Stored items from a collection -

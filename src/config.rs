use crate::error::{Error, Result};
use crate::filter::ProcessOptions;
use crate::language::LabelMap;
use serde::Serialize;
use std::fmt;
use std::path::{Path, PathBuf};

const DEFAULT_OUTPUT_DIR: &str = ".";

/// What the input path points at.
#[derive(Debug, Clone, Copy, PartialEq, Eq, Default, Serialize)]
#[serde(rename_all = "lowercase")]
pub enum InputKind {
    /// Detect from the path: directory, `.zip` archive, or single file
    #[default]
    Auto,
    /// A directory tree
    Dir,
    /// One file
    File,
    /// A ZIP archive
    Archive,
}

impl InputKind {
    /// Resolves [`InputKind::Auto`] by inspecting the path.
    ///
    /// Other kinds are returned unchanged.
    #[must_use]
    pub fn resolve(self, path: &Path) -> Self {
        match self {
            Self::Auto if path.is_dir() => Self::Dir,
            Self::Auto if is_zip(path) => Self::Archive,
            Self::Auto => Self::File,
            other => other,
        }
    }
}

impl fmt::Display for InputKind {
    fn fmt(&self, f: &mut fmt::Formatter<'_>) -> fmt::Result {
        let name = match self {
            Self::Auto => "auto",
            Self::Dir => "dir",
            Self::File => "file",
            Self::Archive => "archive",
        };
        f.write_str(name)
    }
}

fn is_zip(path: &Path) -> bool {
    path.extension()
        .is_some_and(|ext| ext.eq_ignore_ascii_case("zip"))
}

/// How entries are grouped in the language mix.
#[derive(Debug, Clone, Copy, PartialEq, Eq, Default)]
pub enum LabelMode {
    /// One bucket per extension
    #[default]
    Extensions,
    /// Buckets named after languages, extensions merged where they map to one
    Languages,
}

impl LabelMode {
    /// Returns the label map for this mode.
    #[must_use]
    pub fn label_map(self) -> Option<LabelMap> {
        match self {
            Self::Extensions => None,
            Self::Languages => Some(LabelMap::languages()),
        }
    }
}

/// Configuration for the file-bundle pipeline.
///
/// Use [`Config::builder()`] to construct a new configuration.
#[derive(Debug, Clone)]
#[non_exhaustive]
pub struct Config {
    /// Directory, file or archive to process
    pub input: PathBuf,

    /// How to interpret `input`
    pub kind: InputKind,

    /// Directory that receives the bundle
    pub output_dir: PathBuf,

    /// Filters applied during processing
    pub options: ProcessOptions,

    /// Grouping for the language mix
    pub labels: LabelMode,

    /// Print the bundle to stdout instead of writing a file
    pub to_stdout: bool,

    /// Dry run mode (no file writes)
    pub dry_run: bool,

    /// Write `<bundle>.summary.json` next to the bundle
    pub write_summary: bool,

    /// Create backups of existing files
    pub backup_existing: bool,
}

impl Config {
    /// Creates a new configuration builder.
    ///
    /// # Examples
    ///
    /// ```no_run
    /// use file_bundle::Config;
    ///
    /// let config = Config::builder()
    ///     .input("./src")
    ///     .output_dir("./out")
    ///     .build()
    ///     .expect("valid configuration");
    /// ```
    #[must_use]
    pub fn builder() -> ConfigBuilder {
        ConfigBuilder::default()
    }

    /// Validates the configuration.
    ///
    /// # Errors
    ///
    /// Returns an error if:
    /// - Input path doesn't exist
    /// - Input kind is `Dir` but the path is not a directory
    /// - Input kind is `File` or `Archive` but the path is not a file
    pub fn validate(&self) -> Result<()> {
        if !self.input.exists() {
            return Err(Error::config(format!(
                "Input path does not exist: {}",
                self.input.display()
            )));
        }

        match self.kind {
            InputKind::Dir if !self.input.is_dir() => {
                return Err(Error::config(format!(
                    "Input path is not a directory: {}",
                    self.input.display()
                )));
            }
            InputKind::File | InputKind::Archive if !self.input.is_file() => {
                return Err(Error::config(format!(
                    "Input path is not a file: {}",
                    self.input.display()
                )));
            }
            _ => {}
        }

        if !self.options.included().is_empty() && !self.options.excluded().is_empty() {
            tracing::warn!(
                "Both include and exclude extensions are set; only the include list is applied"
            );
        }

        if self.to_stdout && self.write_summary {
            tracing::warn!("Summary file is not written when the bundle goes to stdout");
        }

        Ok(())
    }

    /// Returns the input kind with `Auto` resolved.
    #[must_use]
    pub fn resolved_kind(&self) -> InputKind {
        self.kind.resolve(&self.input)
    }
}

impl Default for Config {
    fn default() -> Self {
        Self {
            input: PathBuf::from("."),
            kind: InputKind::Auto,
            output_dir: PathBuf::from(DEFAULT_OUTPUT_DIR),
            options: ProcessOptions::default(),
            labels: LabelMode::Extensions,
            to_stdout: false,
            dry_run: false,
            write_summary: false,
            backup_existing: true,
        }
    }
}

/// Builder for creating a [`Config`].
#[derive(Debug, Default)]
pub struct ConfigBuilder {
    input: Option<PathBuf>,
    kind: Option<InputKind>,
    output_dir: Option<PathBuf>,
    options: Option<ProcessOptions>,
    labels: Option<LabelMode>,
    to_stdout: bool,
    dry_run: bool,
    write_summary: bool,
    backup_existing: Option<bool>,
}

impl ConfigBuilder {
    /// Sets the directory, file or archive to process.
    #[must_use]
    pub fn input(mut self, path: impl Into<PathBuf>) -> Self {
        self.input = Some(path.into());
        self
    }

    /// Sets how the input path is interpreted.
    #[must_use]
    pub fn kind(mut self, kind: InputKind) -> Self {
        self.kind = Some(kind);
        self
    }

    /// Sets the output directory for the bundle.
    #[must_use]
    pub fn output_dir(mut self, path: impl Into<PathBuf>) -> Self {
        self.output_dir = Some(path.into());
        self
    }

    /// Sets the extension and directory filters.
    #[must_use]
    pub fn options(mut self, options: ProcessOptions) -> Self {
        self.options = Some(options);
        self
    }

    /// Sets the grouping for the language mix.
    #[must_use]
    pub fn labels(mut self, mode: LabelMode) -> Self {
        self.labels = Some(mode);
        self
    }

    /// Prints the bundle to stdout instead of writing a file.
    #[must_use]
    pub fn to_stdout(mut self, enabled: bool) -> Self {
        self.to_stdout = enabled;
        self
    }

    /// Enables dry run mode (no file writes).
    #[must_use]
    pub fn dry_run(mut self, enabled: bool) -> Self {
        self.dry_run = enabled;
        self
    }

    /// Enables the JSON summary next to the bundle.
    #[must_use]
    pub fn write_summary(mut self, enabled: bool) -> Self {
        self.write_summary = enabled;
        self
    }

    /// Enables or disables backup creation.
    #[must_use]
    pub fn backup_existing(mut self, enabled: bool) -> Self {
        self.backup_existing = Some(enabled);
        self
    }

    /// Builds the configuration.
    ///
    /// # Errors
    ///
    /// Returns an error if validation fails.
    pub fn build(self) -> Result<Config> {
        let config = Config {
            input: self.input.unwrap_or_else(|| PathBuf::from(".")),
            kind: self.kind.unwrap_or_default(),
            output_dir: self
                .output_dir
                .unwrap_or_else(|| PathBuf::from(DEFAULT_OUTPUT_DIR)),
            options: self.options.unwrap_or_default(),
            labels: self.labels.unwrap_or_default(),
            to_stdout: self.to_stdout,
            dry_run: self.dry_run,
            write_summary: self.write_summary,
            backup_existing: self.backup_existing.unwrap_or(true),
        };

        config.validate()?;
        Ok(config)
    }
}

#[cfg(test)]
mod tests {
    use super::*;
    use assert_fs::prelude::*;

    #[test]
    fn test_default_config() {
        let temp = assert_fs::TempDir::new().unwrap();
        let config = Config::builder().input(temp.path()).build().unwrap();

        assert_eq!(config.kind, InputKind::Auto);
        assert_eq!(config.labels, LabelMode::Extensions);
        assert!(config.backup_existing);
        assert!(!config.options.sorts_entries());
    }

    #[test]
    fn test_missing_input() {
        let result = Config::builder()
            .input("/nonexistent/path/that/should/not/exist")
            .build();

        assert!(result.unwrap_err().is_config());
    }

    #[test]
    fn test_dir_kind_requires_directory() {
        let temp = assert_fs::TempDir::new().unwrap();
        let file = temp.child("a.txt");
        file.write_str("x").unwrap();

        let result = Config::builder()
            .input(file.path())
            .kind(InputKind::Dir)
            .build();

        assert!(result.is_err());
    }

    #[test]
    fn test_archive_kind_requires_file() {
        let temp = assert_fs::TempDir::new().unwrap();
        let result = Config::builder()
            .input(temp.path())
            .kind(InputKind::Archive)
            .build();

        assert!(result.is_err());
    }

    #[test]
    fn test_auto_kind_resolution() {
        let temp = assert_fs::TempDir::new().unwrap();
        let archive = temp.child("bundle.ZIP");
        archive.write_str("").unwrap();
        let file = temp.child("main.rs");
        file.write_str("").unwrap();

        assert_eq!(InputKind::Auto.resolve(temp.path()), InputKind::Dir);
        assert_eq!(InputKind::Auto.resolve(archive.path()), InputKind::Archive);
        assert_eq!(InputKind::Auto.resolve(file.path()), InputKind::File);
        assert_eq!(InputKind::File.resolve(archive.path()), InputKind::File);
    }

    #[test]
    fn test_label_mode() {
        assert!(LabelMode::Extensions.label_map().is_none());
        let map = LabelMode::Languages.label_map().unwrap();
        assert_eq!(map.label_for(".rs"), "Rust");
    }
}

What to do - Copy each line in the entries above where "temp" turns up.

Result of this exercise -
        let temp = assert_fs::TempDir::new().unwrap();
        let config = Config::builder().input(temp.path()).build().unwrap();
        let temp = assert_fs::TempDir::new().unwrap();
        let file = temp.child("a.txt");
        let temp = assert_fs::TempDir::new().unwrap();
            .input(temp.path())
        let temp = assert_fs::TempDir::new().unwrap();
        let archive = temp.child("bundle.ZIP");
        let file = temp.child("main.rs");
        assert_eq!(InputKind::Auto.resolve(temp.path()), InputKind::Dir);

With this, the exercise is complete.